## [Exercise directions]
In the records below, find every line that contains "UNSTABLE" and list it.

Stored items
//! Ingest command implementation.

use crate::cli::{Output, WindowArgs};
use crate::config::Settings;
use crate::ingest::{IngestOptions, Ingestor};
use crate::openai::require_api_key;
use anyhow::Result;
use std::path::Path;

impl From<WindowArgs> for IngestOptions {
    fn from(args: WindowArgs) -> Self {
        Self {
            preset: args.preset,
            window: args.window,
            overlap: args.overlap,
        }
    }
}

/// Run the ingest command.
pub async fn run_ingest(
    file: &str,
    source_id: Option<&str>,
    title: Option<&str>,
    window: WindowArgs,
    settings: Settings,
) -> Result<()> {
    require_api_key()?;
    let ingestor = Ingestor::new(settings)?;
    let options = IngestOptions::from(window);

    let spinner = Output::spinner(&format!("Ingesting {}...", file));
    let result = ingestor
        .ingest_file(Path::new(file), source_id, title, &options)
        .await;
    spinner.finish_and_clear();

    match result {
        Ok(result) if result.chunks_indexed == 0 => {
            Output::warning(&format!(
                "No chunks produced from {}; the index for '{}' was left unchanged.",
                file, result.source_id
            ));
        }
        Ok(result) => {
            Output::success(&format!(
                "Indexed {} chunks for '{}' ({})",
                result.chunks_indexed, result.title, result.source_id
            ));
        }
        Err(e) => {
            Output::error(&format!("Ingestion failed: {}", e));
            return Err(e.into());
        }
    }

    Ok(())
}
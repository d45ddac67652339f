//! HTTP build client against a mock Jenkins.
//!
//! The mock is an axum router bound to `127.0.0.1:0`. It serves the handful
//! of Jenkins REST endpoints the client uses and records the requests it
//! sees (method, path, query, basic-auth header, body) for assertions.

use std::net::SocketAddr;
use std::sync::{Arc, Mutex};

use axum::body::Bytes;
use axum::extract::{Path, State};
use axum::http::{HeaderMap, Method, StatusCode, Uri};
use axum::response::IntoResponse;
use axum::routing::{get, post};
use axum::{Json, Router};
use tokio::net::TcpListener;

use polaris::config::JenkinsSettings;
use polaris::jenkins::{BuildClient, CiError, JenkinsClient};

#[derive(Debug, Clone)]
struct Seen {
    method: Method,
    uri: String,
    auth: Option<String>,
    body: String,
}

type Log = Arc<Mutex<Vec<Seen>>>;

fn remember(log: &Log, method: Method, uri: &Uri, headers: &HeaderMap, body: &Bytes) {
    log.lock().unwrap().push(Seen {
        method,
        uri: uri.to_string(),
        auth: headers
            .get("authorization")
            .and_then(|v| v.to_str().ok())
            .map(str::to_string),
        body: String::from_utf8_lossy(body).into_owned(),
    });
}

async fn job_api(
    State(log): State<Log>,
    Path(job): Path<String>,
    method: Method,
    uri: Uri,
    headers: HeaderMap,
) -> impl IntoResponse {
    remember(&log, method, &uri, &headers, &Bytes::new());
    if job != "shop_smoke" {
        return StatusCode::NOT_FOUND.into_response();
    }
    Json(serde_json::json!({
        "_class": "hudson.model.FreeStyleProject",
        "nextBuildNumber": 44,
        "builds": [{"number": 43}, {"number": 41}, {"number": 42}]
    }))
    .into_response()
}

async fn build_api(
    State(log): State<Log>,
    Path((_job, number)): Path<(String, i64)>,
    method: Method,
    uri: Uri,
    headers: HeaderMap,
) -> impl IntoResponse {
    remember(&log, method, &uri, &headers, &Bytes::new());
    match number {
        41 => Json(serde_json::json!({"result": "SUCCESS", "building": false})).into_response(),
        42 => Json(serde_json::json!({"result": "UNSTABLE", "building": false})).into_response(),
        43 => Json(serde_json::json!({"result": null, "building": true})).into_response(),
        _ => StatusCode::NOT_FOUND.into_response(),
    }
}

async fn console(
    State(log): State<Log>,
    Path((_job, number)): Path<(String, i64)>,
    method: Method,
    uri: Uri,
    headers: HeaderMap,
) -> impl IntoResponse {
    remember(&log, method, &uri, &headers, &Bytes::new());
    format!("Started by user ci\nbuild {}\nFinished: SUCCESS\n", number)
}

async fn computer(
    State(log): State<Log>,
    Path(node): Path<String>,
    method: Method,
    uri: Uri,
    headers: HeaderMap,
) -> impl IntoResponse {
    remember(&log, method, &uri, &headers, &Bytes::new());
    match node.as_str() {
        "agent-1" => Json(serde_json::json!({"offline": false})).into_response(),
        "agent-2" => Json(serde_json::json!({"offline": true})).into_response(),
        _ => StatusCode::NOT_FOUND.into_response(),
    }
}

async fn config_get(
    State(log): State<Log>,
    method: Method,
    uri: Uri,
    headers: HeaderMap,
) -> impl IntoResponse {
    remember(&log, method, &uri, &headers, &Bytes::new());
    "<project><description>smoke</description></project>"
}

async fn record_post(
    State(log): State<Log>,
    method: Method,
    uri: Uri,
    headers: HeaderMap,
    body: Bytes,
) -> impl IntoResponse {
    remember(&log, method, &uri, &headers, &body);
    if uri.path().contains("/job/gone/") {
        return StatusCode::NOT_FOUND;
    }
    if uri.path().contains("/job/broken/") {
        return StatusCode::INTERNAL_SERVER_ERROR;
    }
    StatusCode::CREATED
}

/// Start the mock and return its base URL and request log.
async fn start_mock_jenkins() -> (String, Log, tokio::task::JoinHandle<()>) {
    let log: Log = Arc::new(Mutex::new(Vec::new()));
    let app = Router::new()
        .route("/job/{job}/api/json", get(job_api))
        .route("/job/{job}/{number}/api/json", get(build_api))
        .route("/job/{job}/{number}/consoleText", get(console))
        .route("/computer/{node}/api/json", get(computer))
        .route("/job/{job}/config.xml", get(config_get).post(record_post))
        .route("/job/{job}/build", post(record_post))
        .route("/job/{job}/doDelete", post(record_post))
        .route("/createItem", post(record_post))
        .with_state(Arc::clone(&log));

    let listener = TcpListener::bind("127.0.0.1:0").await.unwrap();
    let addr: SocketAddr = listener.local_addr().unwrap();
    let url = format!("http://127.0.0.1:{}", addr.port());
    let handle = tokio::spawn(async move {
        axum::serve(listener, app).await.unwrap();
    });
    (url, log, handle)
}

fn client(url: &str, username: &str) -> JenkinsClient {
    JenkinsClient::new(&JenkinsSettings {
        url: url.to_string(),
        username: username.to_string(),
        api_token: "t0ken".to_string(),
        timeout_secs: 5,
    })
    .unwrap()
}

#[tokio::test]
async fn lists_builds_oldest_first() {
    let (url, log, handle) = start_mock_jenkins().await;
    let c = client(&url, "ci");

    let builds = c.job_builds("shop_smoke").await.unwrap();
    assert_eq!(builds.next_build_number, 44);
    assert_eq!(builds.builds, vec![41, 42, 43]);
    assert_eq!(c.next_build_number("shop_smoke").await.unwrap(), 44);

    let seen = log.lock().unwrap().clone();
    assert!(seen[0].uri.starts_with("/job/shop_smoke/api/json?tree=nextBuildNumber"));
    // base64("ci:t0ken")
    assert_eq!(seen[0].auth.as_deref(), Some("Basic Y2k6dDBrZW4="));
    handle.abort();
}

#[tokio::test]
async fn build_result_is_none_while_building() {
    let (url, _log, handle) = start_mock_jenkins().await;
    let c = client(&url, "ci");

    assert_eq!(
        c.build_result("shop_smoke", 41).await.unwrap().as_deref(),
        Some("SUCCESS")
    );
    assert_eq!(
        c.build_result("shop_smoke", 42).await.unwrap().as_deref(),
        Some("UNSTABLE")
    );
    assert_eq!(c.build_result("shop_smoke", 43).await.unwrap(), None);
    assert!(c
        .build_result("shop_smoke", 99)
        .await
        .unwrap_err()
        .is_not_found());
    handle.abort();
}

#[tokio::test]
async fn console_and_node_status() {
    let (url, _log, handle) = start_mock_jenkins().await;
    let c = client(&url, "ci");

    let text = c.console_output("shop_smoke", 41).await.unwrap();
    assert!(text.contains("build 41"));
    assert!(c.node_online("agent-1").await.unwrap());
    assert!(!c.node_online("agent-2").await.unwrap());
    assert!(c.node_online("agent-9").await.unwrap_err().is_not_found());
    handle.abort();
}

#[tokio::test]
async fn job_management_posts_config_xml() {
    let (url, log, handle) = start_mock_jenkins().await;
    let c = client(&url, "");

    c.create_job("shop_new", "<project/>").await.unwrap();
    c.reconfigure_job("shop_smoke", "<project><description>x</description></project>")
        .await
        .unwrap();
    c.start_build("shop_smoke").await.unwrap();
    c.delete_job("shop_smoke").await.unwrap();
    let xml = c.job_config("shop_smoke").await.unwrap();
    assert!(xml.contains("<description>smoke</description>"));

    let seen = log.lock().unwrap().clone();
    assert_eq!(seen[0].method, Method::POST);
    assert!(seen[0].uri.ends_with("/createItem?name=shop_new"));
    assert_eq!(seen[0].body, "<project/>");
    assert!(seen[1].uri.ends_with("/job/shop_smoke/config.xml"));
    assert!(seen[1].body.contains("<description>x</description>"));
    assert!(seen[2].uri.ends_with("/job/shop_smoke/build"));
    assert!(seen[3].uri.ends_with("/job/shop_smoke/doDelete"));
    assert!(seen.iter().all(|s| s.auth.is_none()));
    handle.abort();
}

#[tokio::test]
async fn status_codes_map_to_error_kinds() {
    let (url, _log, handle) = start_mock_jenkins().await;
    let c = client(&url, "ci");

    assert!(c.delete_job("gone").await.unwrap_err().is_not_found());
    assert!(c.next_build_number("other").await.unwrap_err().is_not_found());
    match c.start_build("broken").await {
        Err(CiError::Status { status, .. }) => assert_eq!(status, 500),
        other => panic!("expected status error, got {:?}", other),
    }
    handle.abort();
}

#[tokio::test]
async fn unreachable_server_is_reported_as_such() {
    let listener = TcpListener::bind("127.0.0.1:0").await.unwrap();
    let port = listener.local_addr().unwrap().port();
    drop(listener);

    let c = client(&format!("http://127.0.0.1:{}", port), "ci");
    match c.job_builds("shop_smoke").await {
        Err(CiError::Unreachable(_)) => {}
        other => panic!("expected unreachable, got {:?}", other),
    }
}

## [Answer box]
        42 => Json(serde_json::json!({"result": "UNSTABLE", "building": false})).into_response(),
        Some("UNSTABLE")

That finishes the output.